From early June through the end of July, seven blind and visually impaired individuals discovered the benefits of Pilates.
There’s usually a pivotal moment of discovery for most people who gradually lose their vision that life as they know it will never be the same.
For Nashville native James Brown, that moment of clarity occurred in his early teens. The 49-year-old Brown was diagnosed with retinitis pigmentosa at around age six. His vision gradually declined over the years to the point where he was down to light perception by age 21.
Some doctors are blunt about what to expect, often giving the most dire prognosis regarding blindness. This was not the case with Brown.
“Doctors told me, ‘you might not ever lose your vision’. They really didn’t tell me how bad it was because I was able to read print almost like everyone else… They (sometimes) try to tell people the most rosy picture. They don’t really prepare you for what’s probably going to come.”
At age 13, Brown realized his life would not look like everyone else’s in the sighted world. One day, his mom came to pick him up from school. As they were pulling out of the parking lot, Brown suddenly began asking himself how people could possibly lead a normal life as a blind person. He experienced the usual emotions of anger and bitterness for several years before acceptance finally took hold.
Brown, who has a bachelor’s degree in political science from Middle Tennessee State University and a master’s in psychology from Trevecca Nazarene University in Nashville, began using a cane in college after most of his vision had disappeared. He decided there were two choices: try to cover up his blindness or make it obvious to the rest of the world.
“When I started using my cane, that was sort of the identifier to say, ‘hey, I’m really blind and I’m going to stop trying to fake it. When I did that, it really opened up a lot of opportunities for me to be who I was and become independent.”
In 2007, Brown joined the National Federation of the Blind after being awarded one of their collegiate scholarships. He remembers sitting at the hotel bar during his first national convention in Atlanta. To his right sat a blind television producer, a blind lawyer was to his left and a blind scientist further down.
“I was like, ‘maybe I need to figure out what these people have.”
Brown became involved with NFB and is in his eighth year as president of the Tennessee chapter. Growing up, he was as active as most kids even while losing his vision: riding his bike, playing dodgeball and kickball. While attending the Tennessee School for the Blind, he ran track and joined the wrestling team.
Brown was intrigued when he was contacted one day last year by Foreseeable Future Foundation CEO Griffin Pinkow, who wanted to partner with NFB Nashville. They discussed a number of possibilities before settling on organizing a Pilates class. Brown received a grant from the foundation that would cover the cost of paying an instructor, while NFB Nashville funded the equipment that would be used.
The process of locating an instructor took some time. One had to back out at the last minute because of a scheduling conflict. Brown finally found a teacher and held a two-month class that ran from June through the end of July.
According to the Cleveland Clinic, Pilates was first developed in the early 20th century by Joseph Pilates. It was first used as a way for dancers to recover from injury. In recent years, it has gained traction as a form of exercise and body conditioning with a wide range of health benefits including increased flexibility, muscle tone and strength. Like yoga, tai chi and other similar exercises, the benefits of Pilates can be therapeutic and preventative.
Another benefit for blind individuals is unlike other sports or recreational activities, Pilates doesn’t need to be modified. The instructor went to each participant and explained every routine.
“You’re basically working just like any other person would work. We purchased each person an exercise mat, bands, a foam roller, yoga stretching bands and a yoga ball. You’re pretty much able to take everything you learned after class and take it home and do whatever you would like.”

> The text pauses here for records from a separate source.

//! CSV export of stress and health metric history.
//!
//! Exports overwrite the target file and are synced to disk before
//! returning. Stress levels are written as their 1-based codes.

use crate::{HealthMetric, Result, StressIndicator};
use std::fs::File;
use std::path::Path;

#[derive(Debug, serde::Serialize)]
struct StressRow {
    id: String,
    user_id: i64,
    timestamp: String,
    stress_level: u8,
    level_name: &'static str,
    source: &'static str,
    notes: Option<String>,
}

impl From<&StressIndicator> for StressRow {
    fn from(indicator: &StressIndicator) -> Self {
        StressRow {
            id: indicator.id.to_string(),
            user_id: indicator.user_id,
            timestamp: indicator.timestamp.to_rfc3339(),
            stress_level: indicator.stress_level.into(),
            level_name: indicator.stress_level.name(),
            source: match indicator.source {
                crate::IndicatorSource::Manual => "manual",
                crate::IndicatorSource::Derived => "derived",
            },
            notes: indicator.notes.clone(),
        }
    }
}

#[derive(Debug, serde::Serialize)]
struct MetricRow {
    id: String,
    user_id: i64,
    timestamp: String,
    heart_rate_bpm: Option<i32>,
    steps: Option<i32>,
    sleep_hours: Option<f64>,
    heart_rate_variability_ms: Option<i32>,
    body_temperature_c: Option<f64>,
    device_id: Option<String>,
    device_type: String,
}

impl From<&HealthMetric> for MetricRow {
    fn from(metric: &HealthMetric) -> Self {
        let r = &metric.reading;
        MetricRow {
            id: metric.id.to_string(),
            user_id: metric.user_id,
            timestamp: r.timestamp.to_rfc3339(),
            heart_rate_bpm: r.heart_rate_bpm,
            steps: r.steps,
            sleep_hours: r.sleep_hours,
            heart_rate_variability_ms: r.heart_rate_variability_ms,
            body_temperature_c: r.body_temperature_c,
            device_id: metric.device_id.clone(),
            device_type: metric.device_type.clone(),
        }
    }
}

/// Write stress indicators to `path` in the given order
pub fn export_stress_history(indicators: &[StressIndicator], path: &Path) -> Result<usize> {
    write_rows(path, indicators.iter().map(StressRow::from))?;
    tracing::info!("Exported {} stress indicators to {:?}", indicators.len(), path);
    Ok(indicators.len())
}

/// Write health metrics to `path` in the given order
pub fn export_health_metrics(metrics: &[HealthMetric], path: &Path) -> Result<usize> {
    write_rows(path, metrics.iter().map(MetricRow::from))?;
    tracing::info!("Exported {} health metrics to {:?}", metrics.len(), path);
    Ok(metrics.len())
}

fn write_rows<R, I>(path: &Path, rows: I) -> Result<()>
where
    R: serde::Serialize,
    I: IntoIterator<Item = R>,
{
    if let Some(parent) = path.parent() {
        if !parent.as_os_str().is_empty() {
            std::fs::create_dir_all(parent)?;
        }
    }

    let mut writer = csv::Writer::from_writer(File::create(path)?);
    for row in rows {
        writer.serialize(row)?;
    }

    writer.flush()?;
    let file = writer
        .into_inner()
        .map_err(|e| std::io::Error::new(std::io::ErrorKind::Other, e))?;
    file.sync_all()?;
    Ok(())
}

The Nashville Pilates Class took place twice a week for an hour at Well Body Pilates Studio. Seven blind and low vision participants took part in stretching, band work, stabilization and core work. They were allowed to keep the equipment and were encouraged to work on their own outside class.
Brown was pleased with the success of the first class and hopes to plan another sometime next year. The Foreseeable Future grant had a major impact on many of the participants. One woman in her sixties told Brown her blood sugar level is lower now than before she started the Pilates class. She has since come off insulin and is using exercise to maintain that level.
To Brown, success stories like her is what these classes are all about.
“I was impressed with the core strength (Pilates) can allow you to have within a couple months of taking two classes a week. I could definitely tell a difference.”